Scenario: You've spent an entire month waking up early to get a workout in, you've cut out junk food and soda, and you've ate more fruits and vegetables than you ever thought you would. Yet when you step on the scale, your weight hasn't budged. At this point, you may have decided to give up and let your weight dictate your day and how you feel.
Has this ever happened to you? The problem is, the scale can never tell the whole story. You may be losing or gaining weight...but where is this weight coming from? Muscle or fat?

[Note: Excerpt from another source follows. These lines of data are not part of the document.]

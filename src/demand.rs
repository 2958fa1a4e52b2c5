//! Demand: how many values a subscriber currently permits.

use std::{
  fmt::{Display, Formatter},
  ops::{Add, AddAssign},
};

/// Number of values a subscriber permits its publisher to emit.
///
/// Demand is either a finite count or unlimited. Adding demand saturates and
/// an unlimited demand absorbs every addition, so a subscriber that once asks
/// for everything keeps receiving everything.
#[derive(Clone, Copy, Debug, PartialEq, Eq, Hash)]
pub struct Demand(Option<usize>);

impl Demand {
  /// No further values.
  pub const NONE: Demand = Demand(Some(0));

  /// As many values as the publisher can produce.
  pub const UNLIMITED: Demand = Demand(None);

  /// At most `n` values.
  #[inline]
  pub const fn max(n: usize) -> Self { Demand(Some(n)) }

  #[inline]
  pub fn is_unlimited(&self) -> bool { self.0.is_none() }

  #[inline]
  pub fn is_zero(&self) -> bool { self.0 == Some(0) }

  /// Consume one unit of demand, returning `false` when none was left.
  pub(crate) fn take_one(&mut self) -> bool {
    match &mut self.0 {
      None => true,
      Some(0) => false,
      Some(n) => {
        *n -= 1;
        true
      }
    }
  }
}

impl Default for Demand {
  fn default() -> Self { Demand::NONE }
}

impl Add for Demand {
  type Output = Demand;

  fn add(self, rhs: Demand) -> Demand {
    match (self.0, rhs.0) {
      (Some(a), Some(b)) => Demand(Some(a.saturating_add(b))),
      _ => Demand::UNLIMITED,
    }
  }
}

impl AddAssign for Demand {
  fn add_assign(&mut self, rhs: Demand) { *self = *self + rhs; }
}

impl Display for Demand {
  fn fmt(&self, f: &mut Formatter<'_>) -> std::fmt::Result {
    match self.0 {
      None => write!(f, "unlimited"),
      Some(n) => write!(f, "max({n})"),
    }
  }
}

#[cfg(test)]
mod tests {
  use super::*;

  #[rxcombine_macro::test]
  fn unlimited_absorbs() {
    assert_eq!(Demand::UNLIMITED + Demand::max(3), Demand::UNLIMITED);
    assert_eq!(Demand::max(3) + Demand::UNLIMITED, Demand::UNLIMITED);
    assert_eq!(Demand::max(usize::MAX) + Demand::max(1), Demand::max(usize::MAX));
  }

  #[rxcombine_macro::test]
  fn take_one_counts_down() {
    let mut demand = Demand::max(2);
    assert!(demand.take_one());
    assert!(demand.take_one());
    assert!(!demand.take_one());
    assert!(demand.is_zero());

    let mut unlimited = Demand::UNLIMITED;
    for _ in 0..100 {
      assert!(unlimited.take_one());
    }
    assert!(unlimited.is_unlimited());
  }

  #[rxcombine_macro::test]
  fn display() {
    assert_eq!(Demand::max(4).to_string(), "max(4)");
    assert_eq!(Demand::UNLIMITED.to_string(), "unlimited");
  }
}
//! Test Scheduler for deterministic testing of `receive_on`.
//!
//! Tasks are queued, never run, until the test drives the scheduler with
//! [`run`](TestScheduler::run) or [`run_one`](TestScheduler::run_one). Clones
//! share one queue, so a test can keep a handle while the pipeline owns
//! another.
//!
//! ```rust
//! use std::sync::{Arc, Mutex};
//! use rxcombine::prelude::*;
//!
//! let scheduler = TestScheduler::new();
//! let seen = Arc::new(Mutex::new(vec![]));
//! let c_seen = seen.clone();
//! let _token = Just::new(1)
//!   .receive_on(scheduler.clone())
//!   .sink_value(move |v| c_seen.lock().unwrap().push(v));
//!
//! assert!(seen.lock().unwrap().is_empty());
//! scheduler.run();
//! assert_eq!(*seen.lock().unwrap(), vec![1]);
//! ```

use std::collections::VecDeque;

use super::{Scheduler, Task};
use crate::rc::MutArc;

#[derive(Clone, Default)]
pub struct TestScheduler {
  queue: MutArc<VecDeque<Task>>,
}

impl TestScheduler {
  pub fn new() -> Self { Self::default() }

  /// Run the oldest queued task. Returns `false` when nothing was queued.
  pub fn run_one(&self) -> bool {
    // Popped before running: the task may schedule more work.
    let task = self.queue.rc_deref_mut().pop_front();
    match task {
      Some(task) => {
        task();
        true
      }
      None => false,
    }
  }

  /// Run tasks, including ones scheduled while running, until the queue is
  /// empty. Returns how many ran.
  pub fn run(&self) -> usize {
    let mut count = 0;
    while self.run_one() {
      count += 1;
    }
    count
  }

  pub fn pending_count(&self) -> usize { self.queue.rc_deref_mut().len() }
}

impl Scheduler for TestScheduler {
  fn schedule(&self, task: Task) { self.queue.rc_deref_mut().push_back(task); }
}
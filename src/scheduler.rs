//! Execution contexts for [`receive_on`](crate::publisher::PublisherExt::receive_on).
//!
//! A [`Scheduler`] runs boxed tasks somewhere: inline, on a thread pool, on
//! a tokio runtime, or, in tests, only when asked to.
//!
//! | Scheduler             | Runs tasks                          | Feature            |
//! |-----------------------|-------------------------------------|--------------------|
//! | `ImmediateScheduler`  | inline, on the calling thread       |                    |
//! | `ThreadPoolScheduler` | on a `futures` thread pool          | `futures-scheduler`|
//! | `TokioScheduler`      | on a tokio runtime                  | `tokio-scheduler`  |
//! | `TestScheduler`       | when `run`/`run_one` is called      |                    |

use thiserror::Error;

mod test_scheduler;
#[cfg(feature = "futures-scheduler")]
mod thread_pool;
#[cfg(feature = "tokio-scheduler")]
mod tokio_scheduler;

pub use test_scheduler::TestScheduler;
#[cfg(feature = "futures-scheduler")]
pub use thread_pool::{ThreadPoolScheduler, ThreadPoolSchedulerBuilder};
#[cfg(feature = "tokio-scheduler")]
pub use tokio_scheduler::TokioScheduler;

/// A unit of work handed to a scheduler.
pub type Task = Box<dyn FnOnce() + Send + 'static>;

pub trait Scheduler: Clone + Send + Sync + 'static {
  fn schedule(&self, task: Task);
}

/// Runs every task immediately on the calling thread.
#[derive(Clone, Copy, Debug, Default)]
pub struct ImmediateScheduler;

impl Scheduler for ImmediateScheduler {
  #[inline]
  fn schedule(&self, task: Task) { task() }
}

#[derive(Error, Debug, Clone, PartialEq, Eq)]
pub enum SchedulerError {
  #[error("failed to build thread pool: {0}")]
  ThreadPool(String),
  #[error("no tokio runtime is running on this thread")]
  NoRuntime,
}

impl From<std::io::Error> for SchedulerError {
  fn from(error: std::io::Error) -> Self { SchedulerError::ThreadPool(error.to_string()) }
}
//! Operators.
//!
//! Each operator is an immutable publisher wrapping its source. Subscribing
//! to it installs an intermediate subscriber on the source that transforms
//! what flows through. None of the synchronous operators buffer, so they
//! hand the upstream subscription straight to their downstream and demand
//! passes through untouched.
pub mod decode;
pub mod filter;
pub mod into_future;
pub mod into_stream;
pub mod map;
pub mod map_err;
pub mod receive_on;
pub mod try_map;
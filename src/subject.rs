//! Subjects: publishers that are fed imperatively.
//!
//! A subject keeps an ordered registry of its live subscribers and a latched
//! terminal event. `send` broadcasts to the subscribers registered at the
//! moment of the call; `send_completion` latches the terminal event, delivers
//! it and clears the registry. A subscriber arriving after termination gets
//! the latched completion and nothing else.
//!
//! Subjects do not track per-subscriber demand: every registered subscriber
//! is treated as having requested unlimited values.

use std::sync::Arc;

use smallvec::SmallVec;
use tracing::{debug, trace};

use crate::{
  completion::Completion,
  demand::Demand,
  rc::{MutArc, WeakMutArc},
  subscriber::{drain_all, Event, SerializedSubscriber, Subscriber},
  subscription::{AnyCancellable, Registry, Subscription},
};

mod current_value;
mod passthrough;

pub use current_value::CurrentValueSubject;
pub use passthrough::PassthroughSubject;

struct SubjectState<O, E> {
  subscribers: Registry<Arc<Registration<O, E>>>,
  completion: Option<Completion<E>>,
  /// Only a `CurrentValueSubject` keeps a value here.
  current: Option<O>,
}

/// Registry, latch and broadcast shared by both subject flavours.
pub(crate) struct SubjectCore<O, E>(MutArc<SubjectState<O, E>>);

impl<O, E> Clone for SubjectCore<O, E> {
  fn clone(&self) -> Self { SubjectCore(self.0.clone()) }
}

type Outboxes<O, E> = SmallVec<[SerializedSubscriber<O, E>; 2]>;

impl<O, E> SubjectCore<O, E>
where
  O: Clone + Send + 'static,
  E: Clone + Send + 'static,
{
  pub(crate) fn new(current: Option<O>) -> Self {
    SubjectCore(MutArc::own(SubjectState {
      subscribers: Registry::new(),
      completion: None,
      current,
    }))
  }

  pub(crate) fn subscribe<S>(&self, subscriber: S) -> AnyCancellable
  where
    S: Subscriber<O, E> + 'static,
  {
    let outbox = SerializedSubscriber::new(subscriber);
    let (registration, drain) = {
      let mut state = self.0.rc_deref_mut();
      let id = state.subscribers.next_id();
      let registration = Arc::new(Registration {
        id,
        outbox: outbox.clone(),
        subject: self.0.downgrade(),
      });
      // Queued under the subject lock, so the subscription always reaches
      // the subscriber before anything a concurrent `send` broadcasts.
      let mut drain = outbox.enqueue(Event::Subscription(registration.clone()));
      if let Some(completion) = &state.completion {
        drain |= outbox.enqueue(Event::Completion(completion.clone()));
        trace!(id, "subscribed to terminated subject");
      } else {
        if let Some(current) = &state.current {
          drain |= outbox.enqueue(Event::Value(current.clone()));
        }
        state.subscribers.register(id, registration.clone());
        trace!(id, subscribers = state.subscribers.len(), "subject subscribed");
      }
      (registration, drain)
    };

    if drain {
      outbox.drain();
    }
    AnyCancellable::new(registration)
  }

  pub(crate) fn send(&self, value: O) {
    let (ready, dead): (Outboxes<O, E>, _) = {
      let mut state = self.0.rc_deref_mut();
      if state.completion.is_some() {
        return;
      }
      if let Some(current) = state.current.as_mut() {
        *current = value.clone();
      }
      // A subscriber that panicked is closed without having cancelled.
      let dead = state.subscribers.prune(|registration| registration.outbox.is_closed());

      let mut ready = SmallVec::new();
      let mut value = Some(value);
      let mut registrations = state.subscribers.entries().peekable();
      while let Some(registration) = registrations.next() {
        // The last subscriber gets the original, the others a clone.
        let item = if registrations.peek().is_some() { value.clone() } else { value.take() };
        let Some(item) = item else { break };
        if registration.outbox.enqueue(Event::Value(item)) {
          ready.push(registration.outbox.clone());
        }
      }
      (ready, dead)
    };
    if !dead.is_empty() {
      trace!(pruned = dead.len(), "closed subscribers pruned");
    }
    drop(dead);

    drain_all(ready);
  }

  /// Latch `completion` and deliver it. Only the first call has an effect.
  pub(crate) fn send_completion(&self, completion: Completion<E>) {
    let (ready, released): (Outboxes<O, E>, _) = {
      let mut state = self.0.rc_deref_mut();
      if state.completion.is_some() {
        return;
      }
      state.completion = Some(completion.clone());
      let released = state.subscribers.take_all();
      let ready = released
        .iter()
        .filter(|registration| registration.outbox.enqueue(Event::Completion(completion.clone())))
        .map(|registration| registration.outbox.clone())
        .collect();
      (ready, released)
    };
    debug!(
      subscribers = released.len(),
      failure = completion.is_failure(),
      "subject completion latched"
    );

    drain_all(ready);
    drop(released);
  }

  pub(crate) fn current(&self) -> Option<O> { self.0.rc_deref_mut().current.clone() }

  /// Registered subscribers that can still receive values.
  pub(crate) fn subscriber_count(&self) -> usize {
    let state = self.0.rc_deref_mut();
    state.subscribers.entries().filter(|registration| !registration.outbox.is_closed()).count()
  }

  pub(crate) fn completion(&self) -> Option<Completion<E>> {
    self.0.rc_deref_mut().completion.clone()
  }
}

/// The subscription a subject hands each subscriber.
struct Registration<O, E> {
  id: usize,
  outbox: SerializedSubscriber<O, E>,
  subject: WeakMutArc<SubjectState<O, E>>,
}

impl<O: Send, E: Send> Subscription for Registration<O, E> {
  /// Demand is not tracked; every subscriber receives every value.
  fn request(&self, _demand: Demand) {}

  fn cancel(&self) {
    if !self.outbox.cancel() {
      return;
    }
    if let Some(subject) = self.subject.upgrade() {
      let removed = subject.rc_deref_mut().subscribers.unregister(self.id);
      drop(removed);
    }
    trace!(id = self.id, "subject subscription cancelled");
  }

  fn is_closed(&self) -> bool { self.outbox.is_closed() }
}

/// Attaching a subject to an upstream publisher relays everything it emits.
impl<O, E> Subscriber<O, E> for SubjectCore<O, E>
where
  O: Clone + Send + 'static,
  E: Clone + Send + 'static,
{
  fn receive_subscription(&mut self, subscription: crate::subscription::SubscriptionRef) {
    subscription.request(Demand::UNLIMITED);
  }

  fn receive(&mut self, input: O) -> Demand {
    self.send(input);
    Demand::NONE
  }

  fn receive_completion(&mut self, completion: Completion<E>) { self.send_completion(completion); }
}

If your overall goal is to be "skinny", let me start by saying that contrary to what the media and magazine covers want you to believe, skinny does not always mean you are healthy. Can you be skinny and unhealthy at the same time? Absolutely. Just because someone is at a healthy Body Mass Index (BMI) doesn't automatically mean they are healthier than someone with a higher BMI. For many years, BMI has basically been the "standard" way of determining whether a person is healthy or at risk for health problems. Based on only your height and weight alone, with BMI you are categorized as either being "underweight", "normal", "overweight", or "obese". However, according to a recent study by the Mayo Clinic, as many as 10% of Americans may be "skinny fat" or "normal weight obese". Meaning, although these individuals are within normal BMI range, they can still have a high body-fat content, increasing their risk for cardiovascular disease and other health-related problems. The problem with BMI is it fails completely at differentiating between high body fat and lean muscle mass. I have seen this firsthand with my clients who are collegiate and professional athletes. According to BMI alone, they are considered "overweight" or "obese", yet many have less than 15% body fat. (Here's a chart on healthy body fat percentages.)

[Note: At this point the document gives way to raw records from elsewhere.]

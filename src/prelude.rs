//! Prelude module for convenient imports
//!
//! This module re-exports commonly used types and traits for easy access.

// Protocol values
pub use crate::{completion::Completion, demand::Demand};
// Collaborators
pub use crate::{
  decoder::{Decoder, JsonDecoder},
  fetch::{Bytes, Fetch},
};
// Errors
pub use crate::error::{DecodeError, FetchError, PipelineError};
// Operators
pub use crate::ops::{
  into_future::{IntoFutureError, PublisherFuture},
  into_stream::PublisherStream,
};
// Publishers and sources
pub use crate::publisher::{
  AnyPublisher, DynPublisher, Empty, Fail, Future, Just, Promise, Publisher, PublisherExt,
  Sequence,
};
// Schedulers
#[cfg(feature = "futures-scheduler")]
pub use crate::scheduler::{ThreadPoolScheduler, ThreadPoolSchedulerBuilder};
#[cfg(feature = "tokio-scheduler")]
pub use crate::scheduler::TokioScheduler;
pub use crate::scheduler::{ImmediateScheduler, Scheduler, SchedulerError, TestScheduler};
// Subjects
pub use crate::subject::{CurrentValueSubject, PassthroughSubject};
// Subscribers and subscriptions
pub use crate::subscriber::{BoxedSubscriber, Sink, Subscriber};
pub use crate::subscription::{AnyCancellable, CancellableBag, Subscription, SubscriptionRef};
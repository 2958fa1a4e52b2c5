use futures::{executor::ThreadPool, future};
use once_cell::sync::Lazy;
use tracing::debug;

use super::{Scheduler, SchedulerError, Task};

static DEFAULT_POOL: Lazy<Result<ThreadPool, SchedulerError>> = Lazy::new(|| {
  let pool = ThreadPool::builder().name_prefix("rxcombine-").create()?;
  debug!("default thread pool created");
  Ok(pool)
});

/// Runs tasks on a `futures` thread pool.
///
/// Tasks of the same `receive_on` subscription never run concurrently with
/// each other; tasks of different subscriptions may.
#[derive(Clone)]
pub struct ThreadPoolScheduler {
  pool: ThreadPool,
}

impl ThreadPoolScheduler {
  /// The process-wide pool, created on first use.
  pub fn shared() -> Result<Self, SchedulerError> {
    (*DEFAULT_POOL).clone().map(|pool| ThreadPoolScheduler { pool })
  }

  pub fn from_pool(pool: ThreadPool) -> Self { ThreadPoolScheduler { pool } }

  pub fn builder() -> ThreadPoolSchedulerBuilder { ThreadPoolSchedulerBuilder::default() }
}

impl Scheduler for ThreadPoolScheduler {
  fn schedule(&self, task: Task) { self.pool.spawn_ok(future::lazy(move |_| task())); }
}

/// Configures a dedicated pool. Unset options keep the `futures` defaults.
#[derive(Clone, Debug, Default)]
pub struct ThreadPoolSchedulerBuilder {
  pool_size: Option<usize>,
  name_prefix: Option<String>,
}

impl ThreadPoolSchedulerBuilder {
  /// Number of worker threads. Zero is rejected by [`build`](Self::build).
  pub fn pool_size(mut self, size: usize) -> Self {
    self.pool_size = Some(size);
    self
  }

  pub fn name_prefix(mut self, prefix: impl Into<String>) -> Self {
    self.name_prefix = Some(prefix.into());
    self
  }

  pub fn build(self) -> Result<ThreadPoolScheduler, SchedulerError> {
    if self.pool_size == Some(0) {
      return Err(SchedulerError::ThreadPool("pool size must be at least 1".into()));
    }
    let mut builder = ThreadPool::builder();
    if let Some(size) = self.pool_size {
      builder.pool_size(size);
    }
    if let Some(prefix) = self.name_prefix {
      builder.name_prefix(prefix);
    }
    let pool = builder.create()?;
    debug!(pool_size = ?self.pool_size, "thread pool scheduler built");
    Ok(ThreadPoolScheduler { pool })
  }
}

#[cfg(test)]
mod tests {
  use std::sync::{mpsc, Arc, Mutex};

  use super::*;
  use crate::prelude::*;

  #[rxcombine_macro::test]
  fn preserves_order_per_subscription() {
    let scheduler = ThreadPoolScheduler::builder().pool_size(4).build().unwrap();
    let seen = Arc::new(Mutex::new(vec![]));
    let (tx, rx) = mpsc::channel();
    let c_seen = seen.clone();
    let _token = Sequence::new(0..200)
      .receive_on(scheduler)
      .sink(
        move |_| tx.send(()).unwrap(),
        move |v| c_seen.lock().unwrap().push(v),
      );

    rx.recv().unwrap();
    assert_eq!(*seen.lock().unwrap(), (0..200).collect::<Vec<_>>());
  }

  #[rxcombine_macro::test]
  fn shared_pool_runs_tasks() {
    let scheduler = ThreadPoolScheduler::shared().unwrap();
    let (tx, rx) = mpsc::channel();
    scheduler.schedule(Box::new(move || {
      let name = std::thread::current().name().map(String::from);
      tx.send(name).unwrap();
    }));
    let name = rx.recv().unwrap().unwrap_or_default();
    assert!(name.starts_with("rxcombine-"), "{name}");
  }

  #[rxcombine_macro::test]
  fn empty_pool_is_an_error() {
    let built = ThreadPoolScheduler::builder().pool_size(0).build();
    assert!(matches!(built, Err(SchedulerError::ThreadPool(_))));
  }
}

So instead of solely basing all your hard work by the number on the scale, how should you actually gauge your progress? Check up on your body fat. Whether you do this with an actual body fat device (i.e. skinfolds, BIA, bodpod, etc.) or you simply do this by monitoring how your clothes are fitting (muscle takes up less room in the body than fat, meaning you may look and feel leaner even at the same body weight). Knowing your body fat percent can help you make realistic goals on how much fat you want to lose. It can also tell you if you're losing lean muscle mass, which could be because you aren't eating enough or you're training too much. When you lose weight too quickly (i.e. more than the average healthy recommended max of 2 lbs per week), you are most likely also losing muscle and water...not just fat. The best example I have of this is the contestants on the show The Biggest Loser. This show gives viewers false and very unhealthy expectations for weight loss. I have honestly had a few clients refer to that show - telling me they "just don't know why they can't lose 14 lbs in a week" like the contestants on that show, when they feel frustrated after only losing one or two pounds a week. The ugly truth is that the contestants aren't going to sustain this weight loss, as it's primarily muscle and fat loss...and chances are, a few months after the show's ended, they will sadly gain it all back. Here's a great article on what has happened to many of the contestants after the show.

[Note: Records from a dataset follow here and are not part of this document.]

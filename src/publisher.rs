//! Publisher trait and the built-in sources.
//!
//! A publisher is an inert description of a stream. Nothing happens until
//! [`subscribe`](Publisher::subscribe) is called, and the same publisher may
//! be subscribed any number of times; every subscription is independent.
//!
//! Operators live on [`PublisherExt`], which is implemented for every
//! publisher.

use std::convert::Infallible;

use crate::{
  completion::Completion,
  decoder::Decoder,
  error::DecodeError,
  ops::{
    decode::DecodeOp, filter::FilterOp, into_future::PublisherFuture,
    into_stream::PublisherStream, map::MapOp, map_err::MapErrOp, receive_on::ReceiveOnOp,
    try_map::TryMapOp,
  },
  scheduler::Scheduler,
  subscriber::{Sink, Subscriber},
  subscription::AnyCancellable,
};

mod any;
mod future;
mod just;
mod sequence;

pub use any::{AnyPublisher, DynPublisher};
pub use future::{Future, Promise};
pub use just::{Empty, Fail, Just};
pub use sequence::Sequence;
pub(crate) use sequence::subscribe_iter;

// ============================================================================
// Publisher Trait
// ============================================================================

/// The producer side of a stream.
///
/// `subscribe` attaches `subscriber` and returns the token that keeps the
/// subscription alive. The subscriber receives its subscription before
/// `subscribe` returns for every publisher in this crate.
pub trait Publisher {
  type Output;
  type Failure;

  fn subscribe<S>(&self, subscriber: S) -> AnyCancellable
  where
    S: Subscriber<Self::Output, Self::Failure> + 'static;
}

impl<P: Publisher + ?Sized> Publisher for &P {
  type Output = P::Output;
  type Failure = P::Failure;

  #[inline]
  fn subscribe<S>(&self, subscriber: S) -> AnyCancellable
  where
    S: Subscriber<Self::Output, Self::Failure> + 'static,
  {
    (**self).subscribe(subscriber)
  }
}

// ============================================================================
// Operators
// ============================================================================

/// Operators available on every [`Publisher`].
pub trait PublisherExt: Publisher {
  /// Transform every value with `f`. Completion is forwarded unchanged.
  fn map<B, F>(self, f: F) -> MapOp<Self, F>
  where
    Self: Sized,
    F: Fn(Self::Output) -> B + Send + Sync + 'static,
  {
    MapOp::new(self, f)
  }

  /// Transform every value with a fallible `f`.
  ///
  /// The first `Err` cancels the upstream and becomes the single terminal
  /// event; the failing item produces no value. Upstream failures are widened
  /// into `E2` with `From`.
  fn try_map<B, E2, F>(self, f: F) -> TryMapOp<Self, F>
  where
    Self: Sized,
    F: Fn(Self::Output) -> Result<B, E2> + Send + Sync + 'static,
    E2: From<Self::Failure>,
  {
    TryMapOp::new(self, f)
  }

  /// Forward only the values for which `predicate` returns `true`.
  ///
  /// A suppressed value still consumes the unit of demand it was delivered
  /// under; the filter never asks the upstream for a replacement.
  fn filter<F>(self, predicate: F) -> FilterOp<Self, F>
  where
    Self: Sized,
    F: Fn(&Self::Output) -> bool + Send + Sync + 'static,
  {
    FilterOp::new(self, predicate)
  }

  /// Decode every byte-like value with `decoder`. A decode error fails the
  /// stream exactly like a failing [`try_map`](PublisherExt::try_map).
  fn decode<T, D, E2>(self, decoder: D) -> DecodeOp<Self, D, T, E2>
  where
    Self: Sized,
    Self::Output: AsRef<[u8]>,
    D: Decoder<T> + 'static,
    E2: From<Self::Failure> + From<DecodeError>,
  {
    DecodeOp::new(self, decoder)
  }

  /// Transform the failure with `f`. Values pass through unchanged.
  fn map_err<E2, F>(self, f: F) -> MapErrOp<Self, F>
  where
    Self: Sized,
    F: Fn(Self::Failure) -> E2 + Send + Sync + 'static,
  {
    MapErrOp::new(self, f)
  }

  /// Hide the concrete publisher type behind an [`AnyPublisher`].
  fn erase(self) -> AnyPublisher<Self::Output, Self::Failure>
  where
    Self: Sized + Send + Sync + 'static,
    Self::Output: 'static,
    Self::Failure: 'static,
  {
    AnyPublisher::new(self)
  }

  /// Deliver subscription, values and completion on `scheduler`.
  fn receive_on<Sch>(self, scheduler: Sch) -> ReceiveOnOp<Self, Sch>
  where
    Self: Sized,
    Sch: Scheduler,
  {
    ReceiveOnOp::new(self, scheduler)
  }

  /// Attach closures as an unlimited-demand subscriber.
  fn sink<FC, FV>(&self, receive_completion: FC, receive_value: FV) -> AnyCancellable
  where
    FC: FnOnce(Completion<Self::Failure>) + Send + 'static,
    FV: FnMut(Self::Output) + Send + 'static,
    Self::Output: 'static,
    Self::Failure: 'static,
  {
    self.subscribe(Sink::new(receive_completion, receive_value))
  }

  /// [`sink`](PublisherExt::sink) for publishers that cannot fail.
  fn sink_value<FV>(&self, receive_value: FV) -> AnyCancellable
  where
    Self: Publisher<Failure = Infallible>,
    FV: FnMut(Self::Output) + Send + 'static,
    Self::Output: 'static,
  {
    self.subscribe(Sink::values(receive_value))
  }

  /// Subscribe now and resolve to the single value of this publisher.
  fn into_future(&self) -> PublisherFuture<Self::Output, Self::Failure>
  where
    Self::Output: Send + 'static,
    Self::Failure: Send + 'static,
  {
    PublisherFuture::new(self)
  }

  /// Subscribe now and poll the values one demand unit at a time.
  fn into_stream(&self) -> PublisherStream<Self::Output, Self::Failure>
  where
    Self::Output: Send + 'static,
    Self::Failure: Send + 'static,
  {
    PublisherStream::new(self)
  }
}

impl<P: Publisher + ?Sized> PublisherExt for P {}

Body image is a person’s perception of their physical self and the thoughts and feelings that result from that perception. Having a positive body image means that most of the time you see yourself accurately. You feel comfortable in your own body, and you feel confident about the way you look. Just like you can't base your progress with the number on a scale, you can't base it on what you see others doing on TV or the celebrities in magazines. It isn't realistic, and most importantly, it isn't your own journey. Your overall health, your hard work, and your self-worth is so much more than the number shown on a scale. Don't let that number or what you see in the media dictate your day or your confidence.
If you're looking for healthy ways to decrease your body fat, try these tips below:
1. Exercise - Try adding some resistance training to your routine. You don't need a gym membership for this...you could purchase a pair of hand weights to use at home or even perform body weight exercises 2-3 times per week to start. Along with resistance training, try getting in some cardio as well. Just 30 minutes a day of aerobic activity can help boost your metabolism and burn fat.
2. Cook at home! You'll greatly reduce the fat and sodium content in your food, and you can monitor exactly what's going into it. It's also a great way to get your whole family involved in something together. Check out my recipes page for simple recipes you can make at home.
3. Breakfast - Breakfast is the most important meal of the day! Give your metabolism a boost by eating within 30 minutes of waking up! Studies have shown that people who eat breakfast everyday are 40% less likely to develop belly fat than those who don't. Here's some breakfast tips and recipes to get you started.
4. Eat Consistently - Skipping meals can be one of the worst thing for your metabolism. When people skip meals or decrease their calories significantly (<1000 calories/day), they go into "starvation mode" in which the body tries to compensate for the low calories. Your metabolic rate can actually decrease by as much as 10-15% doing this!! Your body will hold onto fat and burn lean muscle instead. So aim to eat a small meal or snack every 3-4 hours...here's some additional tips on healthy snacking.
5. Sleep! Studies show sleep loss affects the way we metabolize carbs, which could possibly lead to increased hunger or slowed metabolism. Lack of sleep can also interfere with your energy levels during the day, causing you to skip a workout because you're too tired. Try getting in at least 7 hours of sleep!